As a county, we had a chance to do it for ourselves but local government wouldn’t fund it and local citizens wouldn’t pay for it. As a state, our governor had to be talked into asking for it and our legislature would rather not talk about asking for help at all.

But, because our country can see the need in Tennessee, see the bigger picture than a narrow political view, see the value in investing in our children – because of bigger thinking – we are one of 18 states to receive a federal Preschool Development Expansion grant for Pre-Kindergarten. Shelby County will split $70 million with Nashville and spend it over the next four years on our four-year-olds and Tennessee’s tomorrows.

Research from our own Urban Child Institute in Memphis and national study after national study show what that can mean in the years to come. 

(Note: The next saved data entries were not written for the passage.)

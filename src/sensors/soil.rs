use super::{Sample, SensorDevice};
use crate::domain::{MoistureThresholds, Quantity, SensorReading};
use crate::error::{HalError, SensorError};
use crate::hal::{AdcChannel, HardwareProvider, Level, PinId, PinMode};
use std::sync::Arc;
use std::time::Duration;

const QUANTITIES: &[Quantity] = &[Quantity::SoilMoisture];

/// Resistive soil moisture probe with a switched supply.
///
/// The probe is only powered for the settling delay plus one conversion, which
/// keeps electrolytic corrosion of the electrodes down. The power pin is LOW
/// after construction, after every read and after drop.
pub struct SoilMoistureSensor {
    label: String,
    signal: AdcChannel,
    power: PinId,
    thresholds: MoistureThresholds,
    adc_max: u16,
    settle: Duration,
    hal: Arc<dyn HardwareProvider>,
}

impl SoilMoistureSensor {
    pub fn new(
        signal: AdcChannel,
        power: PinId,
        thresholds: MoistureThresholds,
        adc_max: u16,
        settle: Duration,
        hal: Arc<dyn HardwareProvider>,
    ) -> Result<Self, HalError> {
        hal.set_pin_mode(power, PinMode::Output)?;
        hal.write_pin(power, Level::Low)?;
        Ok(Self {
            label: format!("soil-{}", signal),
            signal,
            power,
            thresholds,
            adc_max,
            settle,
            hal,
        })
    }

    fn sample_raw(&self) -> Result<u16, SensorError> {
        let _powered = PowerGuard::energize(self.hal.as_ref(), self.power)?;
        if !self.settle.is_zero() {
            std::thread::sleep(self.settle);
        }
        let raw = self.hal.read_analog(self.signal)?;
        if raw > self.adc_max {
            return Err(SensorError::OutOfRange {
                quantity: Quantity::SoilMoisture,
                value: raw as f32,
            });
        }
        Ok(raw)
    }
}

impl SensorDevice for SoilMoistureSensor {
    fn label(&self) -> &str {
        &self.label
    }

    fn quantities(&self) -> &'static [Quantity] {
        QUANTITIES
    }

    fn read(&mut self) -> Sample {
        match self.sample_raw() {
            Ok(raw) => {
                let level = self.thresholds.classify(raw);
                tracing::trace!("{}: raw={} level={:?}", self.label, raw, level);
                Sample::ok(vec![
                    SensorReading::valid(Quantity::SoilMoisture, raw as f32).with_level(level)
                ])
            }
            Err(e) => Sample::failed(QUANTITIES, e),
        }
    }
}

impl Drop for SoilMoistureSensor {
    fn drop(&mut self) {
        if let Err(e) = self.hal.write_pin(self.power, Level::Low) {
            tracing::error!("{}: failed to power down probe on teardown: {}", self.label, e);
        }
    }
}

/// holds the probe supply high until dropped
struct PowerGuard<'a> {
    hal: &'a dyn HardwareProvider,
    pin: PinId,
}

impl<'a> PowerGuard<'a> {
    fn energize(hal: &'a dyn HardwareProvider, pin: PinId) -> Result<Self, HalError> {
        let guard = Self { hal, pin };
        // constructed first so a failed write still ends with a LOW attempt
        hal.write_pin(pin, Level::High)?;
        Ok(guard)
    }
}

impl Drop for PowerGuard<'_> {
    fn drop(&mut self) {
        if let Err(e) = self.hal.write_pin(self.pin, Level::Low) {
            tracing::error!("failed to de-energise {}: {}", self.pin, e);
        }
    }
}
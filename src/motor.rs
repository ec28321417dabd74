//! Motor control entry point for the `motorControl` REST function.
//!
//! Commands are plain strings (`increase`, `decrease`, `reset`, `stop`); the
//! answer is a two-value [`CommandOutcome`].

use crate::error::HalError;
use crate::hal::{HardwareProvider, Level, PinId, PinMode};
use serde::{Deserialize, Serialize};
use std::str::FromStr;
use std::sync::Arc;

/// name the web layer calls this entry point by
pub const MOTOR_CONTROL_FN: &str = "motorControl";

#[derive(Debug, Clone, Copy, PartialEq, Eq)]
pub enum MotorCommand {
    Increase,
    Decrease,
    Reset,
    Stop,
}

impl FromStr for MotorCommand {
    type Err = ();

    fn from_str(s: &str) -> Result<Self, Self::Err> {
        match s.trim() {
            "increase" => Ok(MotorCommand::Increase),
            "decrease" => Ok(MotorCommand::Decrease),
            "reset" => Ok(MotorCommand::Reset),
            "stop" => Ok(MotorCommand::Stop),
            _ => Err(()),
        }
    }
}

#[derive(Debug, Clone, Copy, PartialEq, Eq, Serialize)]
#[repr(i32)]
pub enum CommandOutcome {
    Failure = 0,
    Success = 1,
}

#[derive(Debug, Clone, Copy, PartialEq, Eq, Deserialize)]
#[serde(rename_all = "lowercase")]
pub enum MotorKind {
    /// on/off only: the pin is high whenever speed > 0
    Switch,
    /// software pwm, duty = speed / max_speed
    Pwm,
}

pub struct MotorController {
    pin: PinId,
    kind: MotorKind,
    max_speed: u8,
    speed: u8,
    status_led: Option<PinId>,
    hal: Arc<dyn HardwareProvider>,
}

impl MotorController {
    /// speed after `reset`
    pub const DEFAULT_SPEED: u8 = 1;

    pub fn new(
        pin: PinId,
        kind: MotorKind,
        max_speed: u8,
        status_led: Option<PinId>,
        hal: Arc<dyn HardwareProvider>,
    ) -> Result<Self, HalError> {
        hal.set_pin_mode(pin, PinMode::Output)?;
        hal.write_pin(pin, Level::Low)?;
        if let Some(led) = status_led {
            hal.set_pin_mode(led, PinMode::Output)?;
            hal.write_pin(led, Level::Low)?;
        }
        Ok(Self {
            pin,
            kind,
            max_speed: max_speed.max(1),
            speed: 0,
            status_led,
            hal,
        })
    }

    pub fn speed(&self) -> u8 {
        self.speed
    }

    /// parse and apply one command string
    pub fn handle(&mut self, raw: &str) -> CommandOutcome {
        self.set_led(Level::High);
        let outcome = match raw.parse::<MotorCommand>() {
            Ok(cmd) => self.apply(cmd),
            Err(()) => {
                tracing::warn!("unknown motor command {:?}", raw);
                CommandOutcome::Failure
            }
        };
        self.set_led(Level::Low);
        outcome
    }

    pub fn apply(&mut self, cmd: MotorCommand) -> CommandOutcome {
        let target = match cmd {
            MotorCommand::Increase if self.speed < self.max_speed => self.speed + 1,
            MotorCommand::Decrease if self.speed > 0 => self.speed - 1,
            MotorCommand::Reset => Self::DEFAULT_SPEED.min(self.max_speed),
            MotorCommand::Stop => 0,
            _ => {
                tracing::debug!("motor command {:?} rejected at speed {}", cmd, self.speed);
                return CommandOutcome::Failure;
            }
        };

        if let Err(e) = self.drive(target) {
            tracing::error!("failed to drive motor on {}: {}", self.pin, e);
            return CommandOutcome::Failure;
        }
        tracing::info!("motor {:?}: speed {} -> {}", cmd, self.speed, target);
        self.speed = target;
        CommandOutcome::Success
    }

    fn drive(&self, speed: u8) -> Result<(), HalError> {
        match self.kind {
            MotorKind::Switch => {
                let level = if speed > 0 { Level::High } else { Level::Low };
                self.hal.write_pin(self.pin, level)
            }
            MotorKind::Pwm => self
                .hal
                .write_pwm(self.pin, speed as f64 / self.max_speed as f64),
        }
    }

    fn set_led(&self, level: Level) {
        if let Some(led) = self.status_led {
            if let Err(e) = self.hal.write_pin(led, level) {
                tracing::debug!("status led {}: {}", led, e);
            }
        }
    }
}

impl Drop for MotorController {
    fn drop(&mut self) {
        if let Err(e) = self.drive(0) {
            tracing::error!("failed to stop motor on teardown: {}", e);
        }
    }
}
/// cloneable read-only view of a manager's diagnostics
#[derive(Clone)]
pub struct DiagnosticsHandle(Arc<RwLock<DiagnosticsRecord>>);

impl DiagnosticsHandle {
    pub fn snapshot(&self) -> ManagerDiagnostics {
        let record = self.0.read().unwrap_or_else(|e| e.into_inner());
        ManagerDiagnostics {
            name: record.name.clone(),
            state: record.state,
            period_ms: record.period_ms,
            executions: record.executions,
            devices: record
                .devices
                .iter()
                .map(|d| DeviceDiagnostics {
                    label: d.label.clone(),
                    consecutive_failures: d.consecutive_failures,
                    total_failures: d.total_failures,
                    disabled: d.disabled,
                    last_success_age_ms: d.last_success.map(|t| t.elapsed().as_millis() as u64),
                    last_reading: d.last_reading.clone(),
                })
                .collect(),
        }
    }
}

pub struct SensorManager {
    shared: Arc<Shared>,
    timer: Option<TimerToken>,
}

impl SensorManager {
    /// validate, take ownership of `devices` and arm the timer.
    ///
    /// must be called from within a tokio runtime. the first poll happens one
    /// period after this returns.
    pub fn start(
        config: ManagerConfig,
        devices: Vec<Box<dyn SensorDevice>>,
        writers: Vec<(Quantity, VariableWriter)>,
    ) -> Result<Self, ConfigError> {
        if config.period.is_zero() {
            return Err(ConfigError::InvalidPeriod {
                manager: config.name.clone(),
            });
        }
        if config.calibration.dry == config.calibration.wet {
            return Err(ConfigError::InvalidCalibration {
                dry: config.calibration.dry,
                wet: config.calibration.wet,
            });
        }

        let minimum = devices
            .iter()
            .map(|d| d.min_sample_interval())
            .max()
            .unwrap_or(Duration::ZERO);
        if config.period < minimum {
            return Err(ConfigError::PollingTooFast {
                manager: config.name.clone(),
                period_ms: config.period.as_millis() as u64,
                minimum_ms: minimum.as_millis() as u64,
            });
        }

        let writers: HashMap<Quantity, VariableWriter> = writers.into_iter().collect();
        for device in &devices {
            for quantity in device.quantities() {
                if !writers.contains_key(quantity) {
                    return Err(ConfigError::UnboundQuantity {
                        manager: config.name.clone(),
                        quantity: *quantity,
                    });
                }
            }
        }

        let slots = devices
            .into_iter()
            .map(|device| DeviceSlot {
                device,
                consecutive_failures: 0,
                total_failures: 0,
                disabled: false,
                last_success: None,
                last_reading: None,
            })
            .collect();

        let diagnostics = Arc::new(RwLock::new(DiagnosticsRecord {
            name: config.name.clone(),
            state: ManagerState::Armed,
            period_ms: config.period.as_millis() as u64,
            executions: 0,
            devices: Vec::new(),
        }));

        let shared = Arc::new(Shared {
            config,
            writers,
            devices: Mutex::new(Devices { armed: true, slots }),
            executions: AtomicU64::new(0),
            diagnostics,
        });
        shared.refresh_diagnostics(&shared.lock_devices(), ManagerState::Armed);

        let timer = TimerToken::arm(
            TickHandle(Arc::downgrade(&shared)),
            shared.config.name.clone(),
            shared.config.period,
            shared.config.show_sensor_data,
        );

        tracing::info!(
            "[{}] armed with {} device(s), polling every {:?}",
            shared.config.name,
            shared.lock_devices().slots.len(),
            shared.config.period
        );

        Ok(Self {
            shared,
            timer: Some(timer),
        })
    }

    pub fn name(&self) -> &str {
        &self.shared.config.name
    }

    pub fn executions(&self) -> u64 {
        self.shared.executions.load(Ordering::SeqCst)
    }

    pub fn diagnostics(&self) -> DiagnosticsHandle {
        DiagnosticsHandle(self.shared.diagnostics.clone())
    }

    /// cancel the timer, wait out any in-flight read, then release the devices
    pub fn stop(mut self) {
        self.teardown();
    }

    /// [`stop`](Self::stop) on the blocking pool, for callers on the runtime
    pub async fn shutdown(self) {
        let name = self.shared.config.name.clone();
        if let Err(e) = tokio::task::spawn_blocking(move || self.stop()).await {
            tracing::error!("[{}] teardown panicked: {}", name, e);
        }
    }

    fn teardown(&mut self) {
        let Some(timer) = self.timer.take() else {
            return;
        };
        timer.cancel();

        let shared = &self.shared;
        let count = blocking_section(|| {
            let released = shared.disarm();
            let count = released.len();
            drop(released);
            count
        });

        tracing::info!("[{}] stopped, released {} device(s)", shared.config.name, count);
    }
}

#[cfg(test)]
impl SensorManager {
    /// run the task handler outside the timer; `None` once stopped
    pub fn task_handler(&self) -> Option<PollReport> {
        self.shared.task_handler()
    }

    pub fn tick_handle(&self) -> TickHandle {
        TickHandle(Arc::downgrade(&self.shared))
    }

    pub fn state(&self) -> ManagerState {
        if self.shared.lock_devices().armed {
            ManagerState::Armed
        } else {
            ManagerState::Stopped
        }
    }

    /// consecutive-failure counter per device label
    pub fn failure_counts(&self) -> Vec<(String, u32)> {
        self.shared
            .lock_devices()
            .slots
            .iter()
            .map(|s| (s.device.label().to_string(), s.consecutive_failures))
            .collect()
    }
}
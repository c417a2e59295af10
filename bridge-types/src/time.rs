//! Time and Log Abstractions
//!
//! Provides an injectable time source and the structured log entries that are
//! relayed to the host over the log-forwarding event stream.

use chrono::{DateTime, Utc};
use serde::{Deserialize, Serialize};
use serde_json::{json, Value};
use std::collections::HashMap;

/// Time source trait
///
/// Abstracts system time so queue-expiry behavior can be tested
/// deterministically.
pub trait Clock: Send + Sync {
    /// Get current UTC time
    fn now(&self) -> DateTime<Utc>;

    /// Get current Unix timestamp in seconds
    fn unix_timestamp(&self) -> i64 {
        self.now().timestamp()
    }

    /// Get current Unix timestamp in milliseconds
    fn unix_timestamp_millis(&self) -> i64 {
        self.now().timestamp_millis()
    }
}

/// System clock implementation using actual system time
#[derive(Debug, Clone)]
pub struct SystemClock;

impl Clock for SystemClock {
    fn now(&self) -> DateTime<Utc> {
        Utc::now()
    }
}

/// Log level
#[derive(Debug, Clone, Copy, PartialEq, Eq, PartialOrd, Ord, Serialize, Deserialize)]
#[serde(rename_all = "lowercase")]
pub enum LogLevel {
    Trace,
    Debug,
    Info,
    Warn,
    Error,
}

impl LogLevel {
    pub fn as_str(&self) -> &'static str {
        match self {
            Self::Trace => "trace",
            Self::Debug => "debug",
            Self::Info => "info",
            Self::Warn => "warn",
            Self::Error => "error",
        }
    }
}

/// Structured log line forwarded to the host
#[derive(Debug, Clone, Serialize, Deserialize)]
pub struct LogEntry {
    /// Log level
    pub level: LogLevel,
    /// Timestamp
    pub timestamp: DateTime<Utc>,
    /// Originating subsystem (e.g. "paywall", "purchase")
    pub category: String,
    /// Log message
    pub message: String,
    /// Structured metadata
    pub fields: HashMap<String, String>,
}

impl LogEntry {
    pub fn new(level: LogLevel, category: impl Into<String>, message: impl Into<String>) -> Self {
        Self {
            level,
            timestamp: Utc::now(),
            category: category.into(),
            message: message.into(),
            fields: HashMap::new(),
        }
    }

    pub fn with_field(mut self, key: impl Into<String>, value: impl Into<String>) -> Self {
        self.fields.insert(key.into(), value.into());
        self
    }

    /// Wire payload sent over the log-forwarding stream.
    pub fn to_payload(&self) -> Value {
        json!({
            "level": self.level.as_str(),
            "category": self.category,
            "message": self.message,
            "fields": self.fields,
            "timestamp": self.timestamp.timestamp(),
        })
    }
}
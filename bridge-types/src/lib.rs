//! # Paywall Bridge Contract Types
//!
//! Shared types and traits between the bridge protocol core and the
//! host-facing module surface.
//!
//! ## Overview
//!
//! This crate defines the contract the bridge is built around:
//!
//! - [`EventSink`](delegate::EventSink) - a live host module instance that
//!   can receive outbound events
//! - [`PurchaseDelegate`](delegate::PurchaseDelegate) - the delegate the
//!   paywall engine drives for purchase/restore
//! - [`PaywallEngine`](delegate::PaywallEngine) - the closed-source native
//!   paywall engine, consumed interface only
//! - [`StoreClient`](delegate::StoreClient) - the store billing client used
//!   by the default delegate
//! - Wire types: [`TransactionStatus`](status::TransactionStatus),
//!   [`DownloadStatus`](status::DownloadStatus),
//!   [`ProductIdentity`](event::ProductIdentity),
//!   [`DelegateAction`](event::DelegateAction), configuration records, and
//!   the boolean marker codec
//! - Utilities: [`Clock`](time::Clock) time source and structured
//!   [`LogEntry`](time::LogEntry) log lines
//!
//! ## Error Handling
//!
//! All fallible operations use [`BridgeError`](error::BridgeError).
//! Best-effort delivery paths never surface errors to the producer.
//!
//! ## Thread Safety
//!
//! All traits require `Send + Sync`; implementations are shared freely
//! across async tasks.

pub mod config;
pub mod delegate;
pub mod error;
pub mod event;
pub mod marker;
pub mod status;
pub mod time;

pub use error::BridgeError;

// Re-export commonly used types
pub use config::{Environment, FallbackSource, LightDarkMode, PaywallConfig, PaywallLoadingConfig};
pub use delegate::{
    EngineInitConfig, EventSink, PaywallEngine, PresentationEventHandler, PurchaseDelegate,
    StoreClient,
};
pub use event::{DelegateAction, ProductIdentity};
pub use status::{CanPresentResult, DownloadStatus, PaywallInfoResult, TransactionStatus};
pub use time::{Clock, LogEntry, LogLevel, SystemClock};
//! Outbound Event Streams and Payloads
//!
//! Names and payload shapes for the four host-facing event streams: the
//! paywall lifecycle stream, the delegate action-request stream, the
//! per-presentation stream, and the log-forwarding stream. Payloads cross the
//! boundary as JSON values.

use serde_json::{Map, Value};

/// Paywall lifecycle event stream (open, close, dismiss, purchase succeeded,
/// open failed, custom action).
pub const PAYWALL_EVENT: &str = "onPaywallEvent";

/// Delegate action-request stream carrying purchase/restore requests that the
/// host must fulfil.
pub const DELEGATE_ACTION_EVENT: &str = "onDelegateActionEvent";

/// Per-presentation event stream scoped to a single `present_paywall` call.
pub const PRESENTATION_EVENT: &str = "paywallEventHandlers";

/// Log-forwarding stream. High volume; exempt from queueing.
pub const LOG_EVENT: &str = "onBridgeLog";

/// Delimiter joining the components of a composite product identity.
const IDENTITY_DELIMITER: char = ':';

/// Identity of a purchasable product.
///
/// On platforms with subscription sub-identifiers this is a composite of the
/// product id plus optional base-plan and offer ids, rendered on the wire as
/// `productId:basePlanId:offerId` with absent components omitted.
#[derive(Debug, Clone, PartialEq, Eq)]
pub struct ProductIdentity {
    pub product_id: String,
    pub base_plan_id: Option<String>,
    pub offer_id: Option<String>,
}

impl ProductIdentity {
    pub fn new(product_id: impl Into<String>) -> Self {
        Self {
            product_id: product_id.into(),
            base_plan_id: None,
            offer_id: None,
        }
    }

    pub fn with_base_plan(mut self, base_plan_id: impl Into<String>) -> Self {
        self.base_plan_id = Some(base_plan_id.into());
        self
    }

    pub fn with_offer(mut self, offer_id: impl Into<String>) -> Self {
        self.offer_id = Some(offer_id.into());
        self
    }

    /// Render the composite wire form, omitting absent components.
    pub fn composite(&self) -> String {
        let mut out = self.product_id.clone();
        if let Some(base_plan) = &self.base_plan_id {
            out.push(IDENTITY_DELIMITER);
            out.push_str(base_plan);
            if let Some(offer) = &self.offer_id {
                out.push(IDENTITY_DELIMITER);
                out.push_str(offer);
            }
        }
        out
    }

    /// Parse a composite wire form back into its components.
    pub fn parse(composite: &str) -> Self {
        let mut parts = composite.split(IDENTITY_DELIMITER);
        let product_id = parts.next().unwrap_or_default().to_string();
        Self {
            product_id,
            base_plan_id: parts.next().map(str::to_string),
            offer_id: parts.next().map(str::to_string),
        }
    }
}

/// A request emitted on the delegate action stream.
#[derive(Debug, Clone, PartialEq, Eq)]
pub enum DelegateAction {
    Purchase(ProductIdentity),
    Restore,
}

impl DelegateAction {
    /// Wire payload: `{type: "purchase", productId, basePlanId?, offerId?}`
    /// or `{type: "restore"}`.
    pub fn to_payload(&self) -> Value {
        let mut map = Map::new();
        match self {
            Self::Purchase(identity) => {
                map.insert("type".into(), Value::String("purchase".into()));
                map.insert(
                    "productId".into(),
                    Value::String(identity.product_id.clone()),
                );
                if let Some(base_plan) = &identity.base_plan_id {
                    map.insert("basePlanId".into(), Value::String(base_plan.clone()));
                }
                if let Some(offer) = &identity.offer_id {
                    map.insert("offerId".into(), Value::String(offer.clone()));
                }
            }
            Self::Restore => {
                map.insert("type".into(), Value::String("restore".into()));
            }
        }
        Value::Object(map)
    }
}
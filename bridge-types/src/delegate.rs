//! Bridge Contract Traits
//!
//! The seams between the bridge and its collaborators. The paywall engine
//! and the store billing client are closed external SDKs; the traits here
//! describe only the interfaces this bridge consumes or implements.

use async_trait::async_trait;
use serde_json::{Map, Value};
use std::path::PathBuf;
use std::sync::Arc;

use crate::{
    config::{Environment, LightDarkMode, PaywallLoadingConfig},
    error::Result,
    event::ProductIdentity,
    status::{DownloadStatus, PaywallInfoResult, TransactionStatus},
};

/// A live host module instance able to receive outbound events.
///
/// Delivery can fail even for a registered sink (the host runtime may reject
/// events for a module it considers mid-teardown); callers treat that as an
/// ordinary failure mode.
pub trait EventSink: Send + Sync {
    fn send_event(&self, name: &str, payload: Value) -> Result<()>;
}

/// The purchase delegate the paywall engine drives.
///
/// `make_purchase` and `restore_purchases` never error: unresolvable states
/// map to `Failed` / `false`.
#[async_trait]
pub trait PurchaseDelegate: Send + Sync {
    async fn make_purchase(&self, product: ProductIdentity) -> TransactionStatus;

    async fn restore_purchases(&self) -> bool;

    /// Paywall lifecycle event emitted by the engine.
    fn on_paywall_event(&self, event: Map<String, Value>);
}

/// Handler receiving per-presentation events (open, close, dismissed,
/// purchase succeeded, open failed, custom action).
pub type PresentationEventHandler = Arc<dyn Fn(Value) + Send + Sync>;

/// Engine-side initialization parameters, assembled from [`crate::config::PaywallConfig`]
/// after marker decoding and fallback staging.
pub struct EngineInitConfig {
    pub api_key: String,
    pub delegate: Arc<dyn PurchaseDelegate>,
    pub custom_user_id: Option<String>,
    pub custom_api_endpoint: Option<String>,
    pub custom_user_traits: Option<Value>,
    pub revenue_cat_app_user_id: Option<String>,
    pub environment: Environment,
    /// On-disk fallback bundle staged by the bridge, if any.
    pub fallback_bundle_path: Option<PathBuf>,
    pub loading_config: Option<PaywallLoadingConfig>,
}

/// The native paywall engine (download, caching, rendering of paywall UI).
///
/// An external collaborator reached through a fixed API; everything behind it
/// is out of scope for this bridge.
#[async_trait]
pub trait PaywallEngine: Send + Sync {
    fn initialize(&self, config: EngineInitConfig) -> Result<()>;

    fn present_paywall(
        &self,
        trigger: &str,
        custom_traits: Option<Value>,
        dont_show_if_already_entitled: Option<bool>,
        on_event: PresentationEventHandler,
    ) -> Result<()>;

    fn hide_paywall(&self) -> Result<()>;

    fn hide_all_paywalls(&self) -> Result<()>;

    fn download_status(&self) -> DownloadStatus;

    /// Whether the fetched paywall configuration has finished downloading.
    fn paywalls_loaded(&self) -> bool;

    /// Whether the named trigger exists in the fetched configuration.
    fn has_trigger(&self, trigger: &str) -> bool;

    /// Whether a loading state may be shown for this trigger mid-download.
    fn loading_state_enabled_for(&self, trigger: &str) -> bool;

    /// Whether staged fallback content exists for this trigger.
    fn fallback_available(&self, trigger: &str) -> bool;

    fn paywall_info(&self, trigger: &str) -> Option<PaywallInfoResult>;

    async fn has_entitlement_for_paywall(&self, trigger: &str) -> Result<bool>;

    async fn has_any_active_subscription(&self) -> Result<bool>;

    async fn has_any_entitlement(&self) -> Result<bool>;

    fn set_revenue_cat_app_user_id(&self, app_user_id: &str);

    fn set_custom_user_id(&self, user_id: &str);

    fn handle_deep_link(&self, url: &str) -> bool;

    /// Experiment allocation info for a trigger, if one is active.
    fn experiment_info(&self, trigger: &str) -> Option<Value>;

    /// Notification that a fallback view opened or closed on the host side.
    fn on_fallback_open_close(&self, trigger: Option<&str>, is_open: bool, view_type: Option<&str>);

    /// Tear the engine down to its pre-initialization state.
    fn reset(&self);

    fn disable_restore_failed_dialog(&self);

    /// Override the restore-failed dialog copy; `None` keeps the stock text
    /// for that field.
    fn set_custom_restore_failed_strings(
        &self,
        title: Option<&str>,
        message: Option<&str>,
        close_button_text: Option<&str>,
    );

    fn set_light_dark_mode_override(&self, mode: LightDarkMode);
}

/// The store billing client backing the default purchase delegate.
#[async_trait]
pub trait StoreClient: Send + Sync {
    async fn purchase(&self, product: ProductIdentity) -> Result<TransactionStatus>;

    /// Returns whether at least one entitlement was restored.
    async fn restore(&self) -> Result<bool>;
}
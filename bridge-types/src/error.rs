use thiserror::Error;

#[derive(Error, Debug)]
pub enum BridgeError {
    #[error("Bridge capability not available: {0}")]
    NotAvailable(String),

    #[error("Event delivery failed: {0}")]
    Delivery(String),

    #[error("Bridge operation failed: {0}")]
    OperationFailed(String),

    #[error("Invalid configuration: {0}")]
    InvalidConfig(String),

    #[error("IO error: {0}")]
    Io(#[from] std::io::Error),

    #[error("Serialization error: {0}")]
    Serialization(#[from] serde_json::Error),
}

pub type Result<T> = std::result::Result<T, BridgeError>;
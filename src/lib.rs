//! Workspace placeholder crate.
//!
//! This crate exists to expose shared feature flags that map to the
//! individual workspace crates (`bridge-types`, `bridge-core`,
//! `paywall-module`). Host applications can depend on `paywall-bridge` and
//! enable the documented features without wiring each crate individually.

pub use bridge_types;

#[cfg(feature = "core")]
pub use bridge_core;

#[cfg(feature = "module")]
pub use paywall_module;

For example, at age 27 – adults who had Pre-K will be four times more likely to be earning at least $2,000 a month, two times less likely to have received government assistance. Those who didn’t have Pre-K are 1.5 times more likely to be arrested as juveniles; 2.08 times more likely to be arrested for misdemeanors; and 2.14 times more likely to be arrested for felonies.

For example, at age 40 – 60% of those who had Pre-K will earn more than $20,000 a year vs. 40% of those who didn’t have Pre-K; 76% will be employed vs. 62%; 76% will have a savings account vs. 50%. For those who didn’t have Pre-K, the chances of being involved in violent crime and in drug crime – for being arrested more than five times – are all 50% greater than those who did have Pre-K.

Simply and undeniably, children who attend Pre-K have greater success in later grades, in school in general, and in life.

Addressing the racial and class gaps in educational achievement and protecting our societal investment in education form the foundational rationale for supporting public school Pre-K. Ability gaps open at early ages and play an important role in determining economic and educational success.

When a child gets it, it gets better for every one of us.

And there’s something many of us still don’t get – we are part of a larger whole and we cannot make it on our own. We need each other and each other’s tax dollars. This state – especially this state and our neighbors in the region – cannot survive without federal support. Tennessee gets more than a buck back for every federal tax dollar we send and – since we’re busy passing state legislation that limits our local funding – we may need even more.

So this season, be sure and thank our friends in populous New England, out in California, up in Illinois and Ohio, across the whole of the United States. 

They’ve just invested a whole lot of money in our kids.

I’m a Memphian, and this is my thank you note.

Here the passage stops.